Required work: When a line below contains the word "science", it counts toward the total; give that total and nothing besides.

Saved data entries

//! Binary classification decision tree
//!
//! CART-style tree with Gini splits. Leaves store the positive-class
//! fraction of their training samples rather than a hard class, so a tree
//! prediction is already a probability and attribution over the tree
//! structure sums exactly to the predicted value.

use crate::error::{Result, RiskError};
use ndarray::{Array1, Array2, ArrayView1};
use serde::{Deserialize, Serialize};

/// Decision tree node
#[derive(Debug, Clone, Serialize, Deserialize)]
pub enum TreeNode {
    /// Leaf node holding the positive-class fraction
    Leaf {
        value: f64,
        n_samples: usize,
    },
    /// Internal node with a `<= threshold` split
    Split {
        feature_idx: usize,
        threshold: f64,
        left: Box<TreeNode>,
        right: Box<TreeNode>,
        n_samples: usize,
        impurity: f64,
    },
}

impl TreeNode {
    /// Training-sample cover of this node.
    pub fn n_samples(&self) -> usize {
        match self {
            TreeNode::Leaf { n_samples, .. } => *n_samples,
            TreeNode::Split { n_samples, .. } => *n_samples,
        }
    }
}

/// Binary classification tree with probability leaves.
#[derive(Debug, Clone, Serialize, Deserialize)]
pub struct DecisionTree {
    root: Option<TreeNode>,
    /// Maximum depth
    pub max_depth: Option<usize>,
    /// Minimum samples to split
    pub min_samples_split: usize,
    /// Minimum samples in leaf
    pub min_samples_leaf: usize,
    /// Restrict splits to this feature subset, if set
    feature_subset: Option<Vec<usize>>,
    n_features: usize,
    feature_importances: Option<Array1<f64>>,
}

impl Default for DecisionTree {
    fn default() -> Self {
        Self::new()
    }
}

impl DecisionTree {
    pub fn new() -> Self {
        Self {
            root: None,
            max_depth: None,
            min_samples_split: 2,
            min_samples_leaf: 1,
            feature_subset: None,
            n_features: 0,
            feature_importances: None,
        }
    }

    /// Set maximum depth
    pub fn with_max_depth(mut self, depth: usize) -> Self {
        self.max_depth = Some(depth);
        self
    }

    /// Set minimum samples to split
    pub fn with_min_samples_split(mut self, min_samples: usize) -> Self {
        self.min_samples_split = min_samples;
        self
    }

    /// Set minimum samples in leaf
    pub fn with_min_samples_leaf(mut self, min_samples: usize) -> Self {
        self.min_samples_leaf = min_samples;
        self
    }

    /// Restrict candidate split features to the given subset
    pub fn with_feature_subset(mut self, features: Vec<usize>) -> Self {
        self.feature_subset = Some(features);
        self
    }

    /// Fit the tree to training data with labels in {0, 1}.
    pub fn fit(&mut self, x: &Array2<f64>, y: &Array1<f64>) -> Result<&mut Self> {
        let n_samples = x.nrows();
        let n_features = x.ncols();

        if n_samples != y.len() {
            return Err(RiskError::ShapeError {
                expected: format!("y length = {}", n_samples),
                actual: format!("y length = {}", y.len()),
            });
        }
        if n_samples == 0 {
            return Err(RiskError::TrainingError("no training samples".to_string()));
        }

        self.n_features = n_features;

        let mut importances = vec![0.0; n_features];
        let indices: Vec<usize> = (0..n_samples).collect();
        self.root = Some(self.build_tree(x, y, &indices, 0, &mut importances));

        let total: f64 = importances.iter().sum();
        if total > 0.0 {
            for imp in &mut importances {
                *imp /= total;
            }
        }
        self.feature_importances = Some(Array1::from_vec(importances));

        Ok(self)
    }

    fn build_tree(
        &self,
        x: &Array2<f64>,
        y: &Array1<f64>,
        indices: &[usize],
        depth: usize,
        importances: &mut [f64],
    ) -> TreeNode {
        let n_samples = indices.len();
        let positives = count_positives(y, indices);

        let should_stop = n_samples < self.min_samples_split
            || self.max_depth.map_or(false, |d| depth >= d)
            || positives == 0
            || positives == n_samples;

        if should_stop {
            return TreeNode::Leaf {
                value: positives as f64 / n_samples as f64,
                n_samples,
            };
        }

        if let Some((best_feature, best_threshold, best_impurity)) =
            self.find_best_split(x, y, indices)
        {
            let (left_indices, right_indices): (Vec<usize>, Vec<usize>) = indices
                .iter()
                .partition(|&&i| x[[i, best_feature]] <= best_threshold);

            if left_indices.len() < self.min_samples_leaf
                || right_indices.len() < self.min_samples_leaf
            {
                return TreeNode::Leaf {
                    value: positives as f64 / n_samples as f64,
                    n_samples,
                };
            }

            let parent_impurity = gini(count_positives(y, indices), n_samples);
            let left_impurity = gini(count_positives(y, &left_indices), left_indices.len());
            let right_impurity = gini(count_positives(y, &right_indices), right_indices.len());
            let weighted_child_impurity = (left_indices.len() as f64 * left_impurity
                + right_indices.len() as f64 * right_impurity)
                / n_samples as f64;
            importances[best_feature] +=
                n_samples as f64 * (parent_impurity - weighted_child_impurity);

            let left = Box::new(self.build_tree(x, y, &left_indices, depth + 1, importances));
            let right = Box::new(self.build_tree(x, y, &right_indices, depth + 1, importances));

            TreeNode::Split {
                feature_idx: best_feature,
                threshold: best_threshold,
                left,
                right,
                n_samples,
                impurity: best_impurity,
            }
        } else {
            TreeNode::Leaf {
                value: positives as f64 / n_samples as f64,
                n_samples,
            }
        }
    }

    fn find_best_split(
        &self,
        x: &Array2<f64>,
        y: &Array1<f64>,
        indices: &[usize],
    ) -> Option<(usize, f64, f64)> {
        let candidates: Vec<usize> = match &self.feature_subset {
            Some(subset) => subset.clone(),
            None => (0..x.ncols()).collect(),
        };

        let n = indices.len();
        let total_positives = count_positives(y, indices);
        let parent_impurity = gini(total_positives, n);

        let mut best: Option<(usize, f64, f64, f64)> = None;

        for feature_idx in candidates {
            let mut values: Vec<f64> = indices.iter().map(|&i| x[[i, feature_idx]]).collect();
            values.sort_by(|a, b| a.partial_cmp(b).unwrap_or(std::cmp::Ordering::Equal));
            values.dedup();

            for window in values.windows(2) {
                let threshold = (window[0] + window[1]) / 2.0;

                let mut left_count = 0usize;
                let mut left_positives = 0usize;
                for &idx in indices {
                    if x[[idx, feature_idx]] <= threshold {
                        left_count += 1;
                        if y[idx] > 0.5 {
                            left_positives += 1;
                        }
                    }
                }
                let right_count = n - left_count;
                if left_count < self.min_samples_leaf || right_count < self.min_samples_leaf {
                    continue;
                }

                let left_impurity = gini(left_positives, left_count);
                let right_impurity = gini(total_positives - left_positives, right_count);
                let weighted_impurity = (left_count as f64 * left_impurity
                    + right_count as f64 * right_impurity)
                    / n as f64;
                let gain = parent_impurity - weighted_impurity;

                if gain > 0.0 && best.map_or(true, |(_, _, _, g)| gain > g) {
                    best = Some((feature_idx, threshold, weighted_impurity, gain));
                }
            }
        }

        best.map(|(f, t, i, _)| (f, t, i))
    }

    /// Predicted positive-class probability for each row.
    pub fn predict_proba(&self, x: &Array2<f64>) -> Result<Array1<f64>> {
        let root = self.root.as_ref().ok_or(RiskError::ModelNotFitted)?;
        let predictions: Vec<f64> = (0..x.nrows())
            .map(|i| predict_row(root, x.row(i)))
            .collect();
        Ok(Array1::from_vec(predictions))
    }

    /// Predicted positive-class probability for a single row.
    pub fn predict_proba_row(&self, row: ArrayView1<f64>) -> Result<f64> {
        let root = self.root.as_ref().ok_or(RiskError::ModelNotFitted)?;
        Ok(predict_row(root, row))
    }

    /// Get feature importances
    pub fn feature_importances(&self) -> Option<&Array1<f64>> {
        self.feature_importances.as_ref()
    }

    /// Fitted tree structure, for attribution walks.
    pub fn root(&self) -> Result<&TreeNode> {
        self.root.as_ref().ok_or(RiskError::ModelNotFitted)
    }

    /// Get tree depth
    pub fn depth(&self) -> usize {
        self.root.as_ref().map_or(0, node_depth)
    }
}

fn predict_row(node: &TreeNode, row: ArrayView1<f64>) -> f64 {
    match node {
        TreeNode::Leaf { value, .. } => *value,
        TreeNode::Split { feature_idx, threshold, left, right, .. } => {
            if row[*feature_idx] <= *threshold {
                predict_row(left, row)
            } else {
                predict_row(right, row)
            }
        }
    }
}

fn node_depth(node: &TreeNode) -> usize {
    match node {
        TreeNode::Leaf { .. } => 1,
        TreeNode::Split { left, right, .. } => 1 + node_depth(left).max(node_depth(right)),
    }
}

fn count_positives(y: &Array1<f64>, indices: &[usize]) -> usize {
    indices.iter().filter(|&&i| y[i] > 0.5).count()
}

fn gini(positives: usize, total: usize) -> f64 {
    if total == 0 {
        return 0.0;
    }
    let p = positives as f64 / total as f64;
    2.0 * p * (1.0 - p)
}

#[cfg(test)]
mod tests {
    use super::*;
    use ndarray::array;

    #[test]
    fn test_separable_data() {
        let x = array![[0.0, 0.0], [0.1, 1.0], [0.9, 0.0], [1.0, 1.0]];
        let y = array![0.0, 0.0, 1.0, 1.0];

        let mut tree = DecisionTree::new();
        tree.fit(&x, &y).unwrap();

        let proba = tree.predict_proba(&x).unwrap();
        assert!(proba[0] < 0.5);
        assert!(proba[3] > 0.5);
    }

    #[test]
    fn test_probability_leaves() {
        // not separable with one feature value, leaf holds the fraction
        let x = array![[1.0], [1.0], [1.0], [1.0]];
        let y = array![1.0, 1.0, 1.0, 0.0];

        let mut tree = DecisionTree::new();
        tree.fit(&x, &y).unwrap();

        let proba = tree.predict_proba(&x).unwrap();
        assert!((proba[0] - 0.75).abs() < 1e-12);
    }

    #[test]
    fn test_max_depth() {
        let x = array![[1.0], [2.0], [3.0], [4.0], [5.0], [6.0], [7.0], [8.0]];
        let y = array![0.0, 1.0, 0.0, 1.0, 0.0, 1.0, 0.0, 1.0];

        let mut tree = DecisionTree::new().with_max_depth(2);
        tree.fit(&x, &y).unwrap();
        assert!(tree.depth() <= 3); // root + 2 split levels

        let mut deep = DecisionTree::new();
        deep.fit(&x, &y).unwrap();
        assert!(deep.depth() >= tree.depth());
    }

    #[test]
    fn test_feature_subset_respected() {
        // feature 0 separates perfectly, feature 1 is noise
        let x = array![[0.0, 5.0], [0.0, 1.0], [1.0, 5.0], [1.0, 1.0]];
        let y = array![0.0, 0.0, 1.0, 1.0];

        let mut tree = DecisionTree::new().with_feature_subset(vec![1]);
        tree.fit(&x, &y).unwrap();

        let importances = tree.feature_importances().unwrap();
        assert_eq!(importances[0], 0.0);
    }

    #[test]
    fn test_covers_recorded() {
        let x = array![[0.0], [0.0], [1.0], [1.0]];
        let y = array![0.0, 0.0, 1.0, 1.0];

        let mut tree = DecisionTree::new();
        tree.fit(&x, &y).unwrap();

        let root = tree.root().unwrap();
        assert_eq!(root.n_samples(), 4);
        if let TreeNode::Split { left, right, .. } = root {
            assert_eq!(left.n_samples() + right.n_samples(), 4);
        } else {
            panic!("expected a split at the root");
        }
    }

    #[test]
    fn test_unfitted_fails() {
        let tree = DecisionTree::new();
        let x = array![[0.0]];
        assert!(matches!(tree.predict_proba(&x), Err(RiskError::ModelNotFitted)));
    }
}
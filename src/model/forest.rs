//! Random forest classifier
//!
//! Bootstrap-aggregated probability trees with per-tree random feature
//! subspaces. The forest probability is the mean of the tree leaf
//! fractions (soft voting), which keeps the forest output equal to the
//! attribution base value plus the per-feature contributions.

use super::tree::DecisionTree;
use crate::error::{Result, RiskError};
use ndarray::{Array1, Array2, ArrayView1};
use rand::seq::SliceRandom;
use rand::{Rng, SeedableRng};
use rand_chacha::ChaCha8Rng;
use rayon::prelude::*;
use serde::{Deserialize, Serialize};

/// Strategy for the per-tree feature subspace size
#[derive(Debug, Clone, Copy, Serialize, Deserialize)]
pub enum MaxFeatures {
    /// Square root of n_features
    Sqrt,
    /// Fixed number
    Fixed(usize),
    /// All features
    All,
}

/// Random forest of probability trees.
#[derive(Debug, Clone, Serialize, Deserialize)]
pub struct RandomForest {
    trees: Vec<DecisionTree>,
    /// Number of trees
    pub n_estimators: usize,
    /// Maximum depth per tree
    pub max_depth: Option<usize>,
    /// Minimum samples to split
    pub min_samples_split: usize,
    /// Minimum samples in leaf
    pub min_samples_leaf: usize,
    /// Feature subspace strategy
    pub max_features: MaxFeatures,
    /// Bootstrap sampling
    pub bootstrap: bool,
    /// Random state
    pub random_state: u64,
    feature_importances: Option<Array1<f64>>,
    n_features: usize,
}

impl Default for RandomForest {
    fn default() -> Self {
        Self::new(100)
    }
}

impl RandomForest {
    pub fn new(n_estimators: usize) -> Self {
        Self {
            trees: Vec::new(),
            n_estimators,
            max_depth: None,
            min_samples_split: 2,
            min_samples_leaf: 1,
            max_features: MaxFeatures::Sqrt,
            bootstrap: true,
            random_state: 42,
            feature_importances: None,
            n_features: 0,
        }
    }

    /// Set maximum depth
    pub fn with_max_depth(mut self, depth: usize) -> Self {
        self.max_depth = Some(depth);
        self
    }

    /// Set minimum samples to split
    pub fn with_min_samples_split(mut self, min_samples: usize) -> Self {
        self.min_samples_split = min_samples;
        self
    }

    /// Set minimum samples in leaf
    pub fn with_min_samples_leaf(mut self, min_samples: usize) -> Self {
        self.min_samples_leaf = min_samples;
        self
    }

    /// Set feature subspace strategy
    pub fn with_max_features(mut self, max_features: MaxFeatures) -> Self {
        self.max_features = max_features;
        self
    }

    /// Set random state
    pub fn with_random_state(mut self, seed: u64) -> Self {
        self.random_state = seed;
        self
    }

    fn subspace_size(&self, n_features: usize) -> usize {
        match self.max_features {
            MaxFeatures::Sqrt => (n_features as f64).sqrt().ceil() as usize,
            MaxFeatures::Fixed(n) => n.min(n_features),
            MaxFeatures::All => n_features,
        }
        .max(1)
    }

    /// Fit the forest to training data with labels in {0, 1}.
    pub fn fit(&mut self, x: &Array2<f64>, y: &Array1<f64>) -> Result<&mut Self> {
        let n_samples = x.nrows();
        let n_features = x.ncols();

        if n_samples != y.len() {
            return Err(RiskError::ShapeError {
                expected: format!("y length = {}", n_samples),
                actual: format!("y length = {}", y.len()),
            });
        }
        if n_samples == 0 {
            return Err(RiskError::TrainingError("no training samples".to_string()));
        }

        self.n_features = n_features;
        let subspace = self.subspace_size(n_features);
        let base_seed = self.random_state;

        // Each tree gets its own deterministic seed so the fit is
        // reproducible regardless of rayon's scheduling order.
        let trees: Result<Vec<DecisionTree>> = (0..self.n_estimators)
            .into_par_iter()
            .map(|tree_idx| {
                let seed = base_seed.wrapping_add(tree_idx as u64);
                let mut rng = ChaCha8Rng::seed_from_u64(seed);

                let sample_indices: Vec<usize> = if self.bootstrap {
                    (0..n_samples)
                        .map(|_| rng.gen_range(0..n_samples))
                        .collect()
                } else {
                    (0..n_samples).collect()
                };

                let x_boot = x.select(ndarray::Axis(0), &sample_indices);
                let y_boot: Array1<f64> =
                    Array1::from_vec(sample_indices.iter().map(|&i| y[i]).collect());

                let mut features: Vec<usize> = (0..n_features).collect();
                features.shuffle(&mut rng);
                features.truncate(subspace);

                let mut tree = DecisionTree::new()
                    .with_min_samples_split(self.min_samples_split)
                    .with_min_samples_leaf(self.min_samples_leaf)
                    .with_feature_subset(features);
                if let Some(d) = self.max_depth {
                    tree = tree.with_max_depth(d);
                }
                tree.fit(&x_boot, &y_boot)?;
                Ok(tree)
            })
            .collect();

        self.trees = trees?;
        self.compute_feature_importances();
        Ok(self)
    }

    fn compute_feature_importances(&mut self) {
        if self.trees.is_empty() {
            return;
        }

        let mut total = vec![0.0; self.n_features];
        for tree in &self.trees {
            if let Some(imp) = tree.feature_importances() {
                for (slot, &val) in total.iter_mut().zip(imp.iter()) {
                    *slot += val;
                }
            }
        }

        let sum: f64 = total.iter().sum();
        if sum > 0.0 {
            for imp in &mut total {
                *imp /= sum;
            }
        }
        self.feature_importances = Some(Array1::from_vec(total));
    }

    /// Positive-class probability for each row, averaged over trees.
    pub fn predict_proba(&self, x: &Array2<f64>) -> Result<Array1<f64>> {
        if self.trees.is_empty() {
            return Err(RiskError::ModelNotFitted);
        }

        let per_tree: Result<Vec<Array1<f64>>> =
            self.trees.par_iter().map(|tree| tree.predict_proba(x)).collect();
        let per_tree = per_tree?;

        let n_trees = per_tree.len() as f64;
        let proba: Vec<f64> = (0..x.nrows())
            .map(|i| per_tree.iter().map(|p| p[i]).sum::<f64>() / n_trees)
            .collect();
        Ok(Array1::from_vec(proba))
    }

    /// Positive-class probability for a single row.
    pub fn predict_proba_row(&self, row: ArrayView1<f64>) -> Result<f64> {
        if self.trees.is_empty() {
            return Err(RiskError::ModelNotFitted);
        }
        let sum: Result<f64> = self
            .trees
            .iter()
            .map(|tree| tree.predict_proba_row(row))
            .sum();
        Ok(sum? / self.trees.len() as f64)
    }

    /// Hard class labels at the 0.5 threshold.
    pub fn predict(&self, x: &Array2<f64>) -> Result<Array1<f64>> {
        let proba = self.predict_proba(x)?;
        Ok(proba.mapv(|p| f64::from(p > 0.5)))
    }

    /// Get feature importances
    pub fn feature_importances(&self) -> Option<&Array1<f64>> {
        self.feature_importances.as_ref()
    }

    /// The fitted trees, for attribution walks.
    pub fn trees(&self) -> &[DecisionTree] {
        &self.trees
    }

    /// Get number of trees
    pub fn n_trees(&self) -> usize {
        self.trees.len()
    }
}
//! API route definitions

use std::sync::Arc;

use axum::{
    http::{HeaderValue, StatusCode},
    response::IntoResponse,
    routing::{get, post},
    Json, Router,
};
use serde_json::json;
use tower_http::{
    compression::CompressionLayer,
    cors::{Any, CorsLayer},
    trace::TraceLayer,
};

use super::{handlers, state::AppState, ServerConfig};

async fn handle_404() -> impl IntoResponse {
    (
        StatusCode::NOT_FOUND,
        Json(json!({
            "error": true,
            "message": "Not found. See /api/predict, /api/data-science-metrics or /health.",
        })),
    )
}

async fn handle_405() -> impl IntoResponse {
    (
        StatusCode::METHOD_NOT_ALLOWED,
        Json(json!({
            "error": true,
            "message": "Method not allowed.",
        })),
    )
}

/// Create the main application router
pub fn create_router(state: Arc<AppState>, config: &ServerConfig) -> Router {
    let api_routes = Router::new()
        .route("/predict", post(handlers::predict))
        .route("/data-science-metrics", get(handlers::data_science_metrics))
        .fallback(handle_404)
        .method_not_allowed_fallback(handle_405);

    let cors = match &config.cors_origin {
        Some(origin) => match origin.parse::<HeaderValue>() {
            Ok(value) => CorsLayer::new()
                .allow_origin(value)
                .allow_methods(Any)
                .allow_headers(Any),
            Err(_) => CorsLayer::new()
                .allow_origin(Any)
                .allow_methods(Any)
                .allow_headers(Any),
        },
        None => CorsLayer::new()
            .allow_origin(Any)
            .allow_methods(Any)
            .allow_headers(Any),
    };

    Router::new()
        .nest("/api", api_routes)
        .route("/", get(handlers::root))
        .route("/health", get(handlers::health_check))
        .fallback(handle_404)
        .method_not_allowed_fallback(handle_405)
        .with_state(state)
        .layer(TraceLayer::new_for_http())
        .layer(CompressionLayer::new())
        .layer(cors)
}
//! Model layer
//!
//! Random forest classification with probability calibration, plus the
//! splitters and metrics used to score it.

pub mod calibration;
pub mod cross_validation;
pub mod forest;
pub mod metrics;
pub mod tree;

pub use calibration::{CalibratedForest, IsotonicRegression};
pub use cross_validation::{train_test_split, CVSplit, StratifiedKFold};
pub use forest::{MaxFeatures, RandomForest};
pub use metrics::{
    cross_validate, probability_histogram, ProbabilityHistogram, ScoreStats, ValidationScores,
};
pub use tree::{DecisionTree, TreeNode};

Solution to this exercise: 2